Anyways, we've had two. The first one was my friend and coworker, who was getting married and moving into her soon-to-be-DH's home, and had a renter pop up quite suddenly for her townhouse. She had already moved most of her stuff into storage, but was basically going to be homeless because they are super religious and she wasn't moving in until the wedding. So she lived with us for about five weeks I think, rent-free. She cleaned CONSTANTLY.
The other one was a friend and coworker of DH's, who was stationed here and looking for a place to buy, and was then going to deploy again. He stayed with us for about the same amount of time, and he cooked CONSTANTLY and bought groceries.
Your roommate does not pay, cook or clean.
If he was a boarder, would you let him be behind like this?
I know for a FACT that I could get on CL right now, take a job for this weekend helping someone move or clean out a house and have a couple hundred bucks for a few hours' of time.
That's what *I* do when I need cash.
He needs to have a fire under his butt and PAY YOU.
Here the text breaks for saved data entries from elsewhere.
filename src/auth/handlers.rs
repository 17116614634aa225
use axum::{
    extract::State,
    http::StatusCode,
    routing::{get, post},
    Router,
};
use serde_json::{json, Value};
use tracing::instrument;

use super::dto::{
    AuthResponse, ChangePasswordRequest, LoginRequest, PublicUser, RefreshRequest,
    RegisterRequest,
};
use super::jwt::AuthUser;
use super::services;
use crate::{error::PortalResult, extract::Json, state::AppState};

pub fn auth_routes() -> Router<AppState> {
    Router::new()
        .route("/auth/register", post(register))
        .route("/auth/login", post(login))
        .route("/auth/refresh", post(refresh))
}

pub fn me_routes() -> Router<AppState> {
    Router::new()
        .route("/me", get(get_me))
        .route("/me/password", post(change_password))
}

#[instrument(skip(state, payload))]
pub async fn register(
    State(state): State<AppState>,
    Json(payload): Json<RegisterRequest>,
) -> PortalResult<(StatusCode, Json<PublicUser>)> {
    let user = services::register(&state, payload).await?;
    Ok((StatusCode::CREATED, Json(user)))
}

#[instrument(skip(state, payload))]
pub async fn login(
    State(state): State<AppState>,
    Json(payload): Json<LoginRequest>,
) -> PortalResult<Json<AuthResponse>> {
    Ok(Json(services::login(&state, payload).await?))
}

#[instrument(skip(state, payload))]
pub async fn refresh(
    State(state): State<AppState>,
    Json(payload): Json<RefreshRequest>,
) -> PortalResult<Json<AuthResponse>> {
    Ok(Json(services::refresh(&state, &payload.refresh_token).await?))
}

#[instrument(skip(state))]
pub async fn get_me(
    State(state): State<AppState>,
    AuthUser(who): AuthUser,
) -> PortalResult<Json<PublicUser>> {
    Ok(Json(services::me(&state, &who).await?))
}

#[instrument(skip(state, payload))]
pub async fn change_password(
    State(state): State<AppState>,
    AuthUser(who): AuthUser,
    Json(payload): Json<ChangePasswordRequest>,
) -> PortalResult<Json<Value>> {
    services::change_password(&state, &who, payload).await?;
    Ok(Json(json!({ "message": "Password updated successfully" })))
}
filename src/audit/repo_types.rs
use serde::Serialize;
use sqlx::FromRow;
use time::OffsetDateTime;
use uuid::Uuid;

#[derive(Debug, Clone, Copy, PartialEq, Eq)]
pub enum AuditAction {
    Create,
    Update,
    Delete,
    DropStudent,
    AssignGrade,
    MarkAttendance,
    BulkImport,
    Upload,
}

impl AuditAction {
    pub fn as_str(self) -> &'static str {
        match self {
            AuditAction::Create => "CREATE",
            AuditAction::Update => "UPDATE",
            AuditAction::Delete => "DELETE",
            AuditAction::DropStudent => "DROP_STUDENT",
            AuditAction::AssignGrade => "ASSIGN_GRADE",
            AuditAction::MarkAttendance => "MARK_ATTENDANCE",
            AuditAction::BulkImport => "BULK_IMPORT",
            AuditAction::Upload => "UPLOAD",
        }
    }
}

#[derive(Debug, Clone, Copy, PartialEq, Eq)]
pub enum AuditEntity {
    User,
    Student,
    Course,
    Enrollment,
    Attendance,
    Announcement,
    CourseMaterial,
}

impl AuditEntity {
    pub fn as_str(self) -> &'static str {
        match self {
            AuditEntity::User => "USER",
            AuditEntity::Student => "STUDENT",
            AuditEntity::Course => "COURSE",
            AuditEntity::Enrollment => "ENROLLMENT",
            AuditEntity::Attendance => "ATTENDANCE",
            AuditEntity::Announcement => "ANNOUNCEMENT",
            AuditEntity::CourseMaterial => "COURSE_MATERIAL",
        }
    }
}

#[derive(Debug, Clone)]
pub struct NewAuditEntry {
    pub actor_id: Uuid,
    pub action: AuditAction,
    pub entity: AuditEntity,
    pub entity_id: Uuid,
    pub details: String,
}

/// Persisted audit row. Never updated or deleted.
#[derive(Debug, Clone, Serialize, FromRow)]
pub struct AuditLogEntry {
    pub id: Uuid,
    pub user_id: Uuid,
    pub action: String,
    pub entity: String,
    pub entity_id: Uuid,
    pub details: String,
    #[serde(with = "time::serde::rfc3339")]
    pub created_at: OffsetDateTime,
}
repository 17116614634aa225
use argon2::{
    password_hash::{PasswordHash, PasswordHasher, PasswordVerifier, SaltString},
    Argon2,
};
use rand::rngs::OsRng;
use tracing::error;

use crate::error::{PortalError, PortalResult};

pub const MIN_PASSWORD_LEN: usize = 8;

pub fn hash_password(plain: &str) -> anyhow::Result<String> {
    let salt = SaltString::generate(&mut OsRng);
    let argon2 = Argon2::default();
    let hash = argon2
        .hash_password(plain.as_bytes(), &salt)
        .map_err(|e| {
            error!(error = %e, "argon2 hash_password error");
            anyhow::anyhow!(e.to_string())
        })?
        .to_string();
    Ok(hash)
}

pub fn verify_password(plain: &str, hash: &str) -> anyhow::Result<bool> {
    let parsed = PasswordHash::new(hash).map_err(|e| {
        error!(error = %e, "argon2 parse hash error");
        anyhow::anyhow!(e.to_string())
    })?;
    Ok(Argon2::default()
        .verify_password(plain.as_bytes(), &parsed)
        .is_ok())
}

/// Minimum length plus one each of upper, lower, digit and symbol.
pub fn check_password_strength(password: &str) -> PortalResult<()> {
    if password.chars().count() < MIN_PASSWORD_LEN {
        return Err(PortalError::invalid(
            "Password must be at least 8 characters",
        ));
    }
    if !password.chars().any(|c| c.is_ascii_uppercase()) {
        return Err(PortalError::invalid(
            "Password must contain at least one uppercase letter",
        ));
    }
    if !password.chars().any(|c| c.is_ascii_lowercase()) {
        return Err(PortalError::invalid(
            "Password must contain at least one lowercase letter",
        ));
    }
    if !password.chars().any(|c| c.is_ascii_digit()) {
        return Err(PortalError::invalid(
            "Password must contain at least one number",
        ));
    }
    if password.chars().all(|c| c.is_ascii_alphanumeric()) {
        return Err(PortalError::invalid(
            "Password must contain at least one special character",
        ));
    }
    Ok(())
}
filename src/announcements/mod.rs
use crate::state::AppState;
use axum::Router;

mod dto;
pub mod handlers;
pub mod repo;
pub mod repo_types;
pub mod services;

pub fn router() -> Router<AppState> {
    Router::new()
        .merge(handlers::student_routes())
        .merge(handlers::admin_routes())
}
use axum::{
    extract::State,
    http::StatusCode,
    routing::get,
    Router,
};
use serde_json::{json, Value};
use tracing::instrument;
use uuid::Uuid;

use super::dto::{CatalogEntry, CourseDetail, CreateCourseRequest, UpdateCourseRequest};
use super::repo_types::{Course, CourseWithCount};
use super::services;
use crate::{
    auth::jwt::AuthUser,
    error::PortalResult,
    extract::{Json, Path},
    state::AppState,
};

pub fn admin_routes() -> Router<AppState> {
    Router::new()
        .route("/admin/courses", get(list_courses).post(create_course))
        .route(
            "/admin/courses/:id",
            get(get_course).patch(update_course).delete(delete_course),
        )
}

pub fn student_routes() -> Router<AppState> {
    Router::new().route("/student/courses", get(catalog))
}

#[instrument(skip(state))]
pub async fn list_courses(
    State(state): State<AppState>,
    AuthUser(who): AuthUser,
) -> PortalResult<Json<Vec<CourseWithCount>>> {
    Ok(Json(services::list_courses(&state, &who).await?))
}

#[instrument(skip(state, body))]
pub async fn create_course(
    State(state): State<AppState>,
    AuthUser(who): AuthUser,
    Json(body): Json<CreateCourseRequest>,
) -> PortalResult<(StatusCode, Json<Course>)> {
    let course = services::create_course(&state, &who, body).await?;
    Ok((StatusCode::CREATED, Json(course)))
}

#[instrument(skip(state))]
pub async fn get_course(
    State(state): State<AppState>,
    AuthUser(who): AuthUser,
    Path(id): Path<Uuid>,
) -> PortalResult<Json<CourseDetail>> {
    Ok(Json(services::get_course(&state, &who, id).await?))
}

#[instrument(skip(state, body))]
pub async fn update_course(
    State(state): State<AppState>,
    AuthUser(who): AuthUser,
    Path(id): Path<Uuid>,
    Json(body): Json<UpdateCourseRequest>,
) -> PortalResult<Json<Course>> {
    Ok(Json(services::update_course(&state, &who, id, body).await?))
}

#[instrument(skip(state))]
pub async fn delete_course(
    State(state): State<AppState>,
    AuthUser(who): AuthUser,
    Path(id): Path<Uuid>,
) -> PortalResult<Json<Value>> {
    services::delete_course(&state, &who, id).await?;
    Ok(Json(json!({ "message": "Course deleted successfully" })))
}

#[instrument(skip(state))]
pub async fn catalog(
    State(state): State<AppState>,
    AuthUser(who): AuthUser,
) -> PortalResult<Json<Vec<CatalogEntry>>> {
    Ok(Json(services::catalog(&state, &who).await?))
}
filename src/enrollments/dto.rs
use serde::Deserialize;
use uuid::Uuid;
use validator::Validate;

#[derive(Debug, Deserialize)]
pub struct EnrollRequest {
    pub course_id: Uuid,
}

#[derive(Debug, Deserialize, Validate)]
pub struct AssignGradeRequest {
    #[validate(length(min = 1, max = 10, message = "Grade must be 1-10 characters"))]
    pub grade: String,
}

impl AssignGradeRequest {
    pub fn normalized(self) -> Self {
        Self {
            grade: self.grade.trim().to_string(),
        }
    }
}
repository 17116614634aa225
use serde::{Deserialize, Serialize};
use time::OffsetDateTime;
use uuid::Uuid;
use validator::Validate;

use crate::auth::identity::Role;
use crate::auth::repo_types::{Profile, User, UserSummary};
use crate::enrollments::repo_types::EnrollmentWithCourse;

#[derive(Debug, Clone, Deserialize, Validate)]
pub struct UpdateProfileRequest {
    #[validate(length(min = 2, max = 100, message = "Name must be 2-100 characters"))]
    pub name: String,
    #[validate(length(max = 20, message = "Phone must be at most 20 characters"))]
    pub phone: Option<String>,
    #[validate(length(max = 500, message = "Address must be at most 500 characters"))]
    pub address: Option<String>,
    /// `YYYY-MM-DD`.
    pub date_of_birth: Option<String>,
    #[validate(length(max = 1000, message = "Bio must be at most 1000 characters"))]
    pub bio: Option<String>,
}

#[derive(Debug, Serialize)]
pub struct AccountView {
    pub id: Uuid,
    pub name: String,
    pub email: String,
    pub role: Role,
    #[serde(with = "time::serde::rfc3339")]
    pub created_at: OffsetDateTime,
    pub profile: Option<Profile>,
}

impl AccountView {
    pub fn new(user: User, profile: Option<Profile>) -> Self {
        Self {
            id: user.id,
            name: user.name,
            email: user.email,
            role: user.role,
            created_at: user.created_at,
            profile,
        }
    }
}

#[derive(Debug, Serialize)]
pub struct StudentDetail {
    #[serde(flatten)]
    pub account: AccountView,
    pub enrollments: Vec<EnrollmentWithCourse>,
}

/// Every account with role tallies.
#[derive(Debug, Serialize)]
pub struct UserDirectory {
    pub total_users: usize,
    pub admin_count: usize,
    pub student_count: usize,
    pub users: Vec<UserSummary>,
}

impl UserDirectory {
    pub fn new(users: Vec<UserSummary>) -> Self {
        let admin_count = users.iter().filter(|u| u.role == Role::Admin).count();
        Self {
            total_users: users.len(),
            admin_count,
            student_count: users.len() - admin_count,
            users,
        }
    }
}

#[derive(Debug, Default, Serialize, PartialEq, Eq)]
pub struct ImportReport {
    pub success_count: usize,
    pub failed_count: usize,
    pub errors: Vec<String>,
}
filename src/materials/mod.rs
use crate::state::AppState;
use axum::Router;

pub mod handlers;
pub mod repo;
pub mod repo_types;
pub mod services;

pub fn router() -> Router<AppState> {
    Router::new()
        .merge(handlers::student_routes())
        .merge(handlers::admin_routes())
}
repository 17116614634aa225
//! CSV bulk account import.
//!
//! The header row must name `name`, `email`, `password` and `role` (any case, any
//! order). Each data row is handled on its own: a bad row is reported as
//! `Row N: ...` with its line number in the file and the import moves on.

use std::collections::HashMap;

use csv::{ReaderBuilder, StringRecord, Trim};
use tracing::{info, warn};

use super::dto::ImportReport;
use crate::audit::{AuditAction, AuditEntity};
use crate::auth::identity::{Identity, Role};
use crate::auth::password::MIN_PASSWORD_LEN;
use crate::auth::services::{create_account, is_valid_email, normalize_email, AccountDraft};
use crate::error::{PortalError, PortalResult};
use crate::state::AppState;

const REQUIRED_COLUMNS: [&str; 4] = ["name", "email", "password", "role"];

struct Columns {
    name: usize,
    email: usize,
    password: usize,
    role: usize,
}

impl Columns {
    fn from_headers(headers: &StringRecord) -> PortalResult<Self> {
        let index: HashMap<String, usize> = headers
            .iter()
            .enumerate()
            .map(|(i, h)| (h.trim().to_ascii_lowercase(), i))
            .collect();
        let find = |col: &str| {
            index.get(col).copied().ok_or_else(|| {
                PortalError::invalid(format!(
                    "CSV must contain columns: {}",
                    REQUIRED_COLUMNS.join(", ")
                ))
            })
        };
        Ok(Self {
            name: find("name")?,
            email: find("email")?,
            password: find("password")?,
            role: find("role")?,
        })
    }
}

struct ImportRow {
    name: String,
    email: String,
    password: String,
    role: Role,
}

fn parse_row(cols: &Columns, record: &StringRecord) -> Result<ImportRow, String> {
    let field = move |i: usize| record.get(i).unwrap_or("").trim();
    let (name, email, password, role) = (
        field(cols.name),
        normalize_email(field(cols.email)),
        field(cols.password),
        field(cols.role),
    );
    if name.is_empty() || email.is_empty() || password.is_empty() || role.is_empty() {
        return Err("Missing required fields".into());
    }
    let role = Role::parse(role).ok_or_else(|| format!("Invalid role \"{role}\""))?;
    if !is_valid_email(&email) {
        return Err(format!("Invalid email \"{email}\""));
    }
    if password.chars().count() < MIN_PASSWORD_LEN {
        return Err(format!(
            "Password must be at least {MIN_PASSWORD_LEN} characters"
        ));
    }
    Ok(ImportRow {
        name: name.to_string(),
        email,
        password: password.to_string(),
        role,
    })
}

async fn import_row(st: &AppState, who: &Identity, row: ImportRow) -> Result<(), String> {
    let duplicate = || format!("Email \"{}\" already exists", row.email);
    match st.store.find_user_by_email(&row.email).await {
        Ok(Some(_)) => return Err(duplicate()),
        Ok(None) => {}
        Err(e) => {
            warn!(error = %e, "lookup failed during import");
            return Err("Internal error".into());
        }
    }

    let draft = AccountDraft {
        name: &row.name,
        email: &row.email,
        password: &row.password,
        role: row.role,
    };
    let user = match create_account(st, draft).await {
        Ok(user) => user,
        Err(PortalError::Conflict(_)) => return Err(duplicate()),
        Err(e) => {
            warn!(error = %e, email = %row.email, "import insert failed");
            return Err("Internal error".into());
        }
    };

    st.audit.record(
        who.user_id,
        AuditAction::BulkImport,
        AuditEntity::User,
        user.id,
        format!("Imported {} account: {}", row.role.as_str(), user.email),
    );
    Ok(())
}

/// Imports every valid row of `data`; only request-level problems return an error.
pub async fn bulk_import(st: &AppState, who: &Identity, data: &[u8]) -> PortalResult<ImportReport> {
    who.require_admin()?;
    if data.iter().all(u8::is_ascii_whitespace) {
        return Err(PortalError::invalid("CSV file is empty"));
    }

    let mut reader = ReaderBuilder::new()
        .trim(Trim::All)
        .flexible(true)
        .from_reader(data);
    let headers = reader
        .headers()
        .map_err(|e| PortalError::invalid(format!("Invalid CSV header: {e}")))?
        .clone();
    let cols = Columns::from_headers(&headers)?;

    let mut report = ImportReport::default();
    let mut rows = 0usize;
    for (i, result) in reader.records().enumerate() {
        // header is line 1
        let fallback_line = i as u64 + 2;
        let outcome = match result {
            Ok(record) => {
                if record.iter().all(|f| f.is_empty()) {
                    continue;
                }
                rows += 1;
                let line = record.position().map_or(fallback_line, |p| p.line());
                let result = match parse_row(&cols, &record) {
                    Ok(row) => import_row(st, who, row).await,
                    Err(msg) => Err(msg),
                };
                result.map_err(|msg| format!("Row {line}: {msg}"))
            }
            Err(e) => {
                rows += 1;
                let line = e.position().map_or(fallback_line, |p| p.line());
                Err(format!("Row {line}: Malformed row"))
            }
        };
        match outcome {
            Ok(()) => report.success_count += 1,
            Err(msg) => {
                report.failed_count += 1;
                report.errors.push(msg);
            }
        }
    }

    if rows == 0 {
        return Err(PortalError::invalid("CSV file has no data rows"));
    }
    info!(
        imported = report.success_count,
        failed = report.failed_count,
        "bulk import finished"
    );
    Ok(report)
}

#[cfg(test)]
mod import_tests {
    use super::*;
    use crate::audit::repo::AuditRepo;
    use crate::auth::repo::UserRepo;
    use crate::auth::repo_types::UserInsert;
    use crate::auth::repo_types::NewUser;
    use crate::testing::seed_admin;

    #[tokio::test]
    async fn duplicate_row_fails_alone() {
        let (st, mem) = AppState::fake();
        let admin = seed_admin(&st).await;
        let csv = "name,email,password,role\n\
                   Ada,ada@uni.edu,password1,STUDENT\n\
                   Bob,bob@uni.edu,password2,student\n\
                   Cy,cy@uni.edu,password3,ADMIN\n\
                   Ada Again,ada@uni.edu,password4,STUDENT\n";

        let report = bulk_import(&st, &admin, csv.as_bytes()).await.unwrap();
        assert_eq!(report.success_count, 3);
        assert_eq!(report.failed_count, 1);
        assert_eq!(report.errors.len(), 1);
        assert!(report.errors[0].starts_with("Row 5:"));
        assert!(report.errors[0].contains("ada@uni.edu"));

        st.audit.flush().await;
        let log = mem.list_audit(10).await.unwrap();
        assert_eq!(log.len(), 3);
        assert!(log.iter().all(|e| e.action == "BULK_IMPORT" && e.entity == "USER"));

        let cy = mem.find_user_by_email("cy@uni.edu").await.unwrap().unwrap();
        assert_eq!(cy.role, Role::Admin);
        assert!(mem.find_profile(cy.id).await.unwrap().is_none());
        let bob = mem.find_user_by_email("bob@uni.edu").await.unwrap().unwrap();
        assert!(mem.find_profile(bob.id).await.unwrap().is_some());
    }

    #[tokio::test]
    async fn quoted_fields_and_header_case() {
        let (st, mem) = AppState::fake();
        let admin = seed_admin(&st).await;
        let csv = "Email,NAME,Role,Password\n\
                   ada@uni.edu,\"Lovelace, Ada\",STUDENT,password1\n";

        let report = bulk_import(&st, &admin, csv.as_bytes()).await.unwrap();
        assert_eq!(report, ImportReport { success_count: 1, ..Default::default() });
        let ada = mem.find_user_by_email("ada@uni.edu").await.unwrap().unwrap();
        assert_eq!(ada.name, "Lovelace, Ada");
    }

    #[tokio::test]
    async fn bad_rows_are_reported_by_line() {
        let (st, mem) = AppState::fake();
        let admin = seed_admin(&st).await;
        let existing = NewUser {
            name: "Old".into(),
            email: "old@uni.edu".into(),
            password_hash: "x".into(),
            role: Role::Admin,
            student_id: None,
        };
        assert!(matches!(mem.insert_user(&existing).await.unwrap(), UserInsert::Created(_)));
        let csv = "name,email,password,role\n\
                   ,a@uni.edu,password1,STUDENT\n\
                   B,b@uni.edu,password2,TEACHER\n\
                   C,c@uni.edu,short,STUDENT\n\
                   D,OLD@uni.edu,password4,STUDENT\n";

        let report = bulk_import(&st, &admin, csv.as_bytes()).await.unwrap();
        assert_eq!(report.success_count, 0);
        assert_eq!(
            report.errors,
            vec![
                "Row 2: Missing required fields".to_string(),
                "Row 3: Invalid role \"TEACHER\"".to_string(),
                "Row 4: Password must be at least 8 characters".to_string(),
                "Row 5: Email \"old@uni.edu\" already exists".to_string(),
            ]
        );
    }

    #[tokio::test]
    async fn request_level_failures() {
        let (st, _) = AppState::fake();
        let admin = seed_admin(&st).await;
        for csv in ["", "  \n", "name,email,password,role\n", "name,email\nAda,ada@uni.edu\n"] {
            assert!(
                matches!(
                    bulk_import(&st, &admin, csv.as_bytes()).await,
                    Err(PortalError::InvalidInput(_))
                ),
                "{csv:?} should be rejected"
            );
        }
    }
}
use serde::{Deserialize, Serialize};
use uuid::Uuid;

use super::identity::Role;

/// Type of JWT: access or refresh.
#[derive(Debug, Clone, Copy, Serialize, Deserialize, PartialEq, Eq)]
#[serde(rename_all = "lowercase")]
pub enum TokenKind {
    Access,
    Refresh,
}

/// JWT payload used for authentication.
#[derive(Debug, Clone, Serialize, Deserialize)]
pub struct Claims {
    pub sub: Uuid,       // user ID
    pub role: Role,      // role at issue time
    pub iat: usize,      // issued at (unix timestamp)
    pub exp: usize,      // expires at (unix timestamp)
    pub iss: String,     // issuer
    pub aud: String,     // audience
    pub kind: TokenKind, // token type
}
BuddyRoo... that's what I would do as well! Especially if I owed a friend. I find myself walking that fine line between lighting said fire and not becoming his "mom" because that's the LAST job I want on this earth.
IMHO, you just need to have a sit down with him.
"Listen Roomie, here's the deal. A) you need to get current and STAY current on rent. You've got 10 days. B) you need to chip in on the household chores. If you don't think you can do that, then you need to make arrangements to go. But you still owe X amount."
I bet you that if faced with being kicked out (and not like he's motivated enough to research the law?) he can come up with the money. You're just not being a squeaky wheel.
Oh here's an idea. Padlock him in his stall until he pays up.
Originally Posted by BuddyRoo
LOL, all of the above and crazy, crazy peer pressure because of group punishment. One guy doesn't get his bed to spec, the entire platoon gets their weekend leave cancelled, or gets extra drill, or has to move rooms for funsies and re-do all their neat spaces.
Originally Posted by OnThinIce
Works like a charm. The most obtuse 18 year old learns to toe the line when all of his buddies want to murder him in his sleep.
(And while the murder doesn't happen, you can very easily prevent the slob from getting food, for example, by putting him on first guard outside the mess hall and not sending the replacement. He'll either learn, or he'll break and go home).
Again with the "roomie" when it's a landlord/tenant situation. I just find it odd, and I think wording it that way (and thinking of it that way) helps the situation continue. When I had "roomies", we all just rented a room in a place - we didn't owe each other anything beyond basic courtesy (and the split in our cable bill).
But you're his landlord, and your rental arrangement includes him doing stuff in exchange for lower rent. Put his duties clearly on paper (even stuff like "empty garbage every M/W/Sa"), and jack up his rent if he can't keep to the rental agreement.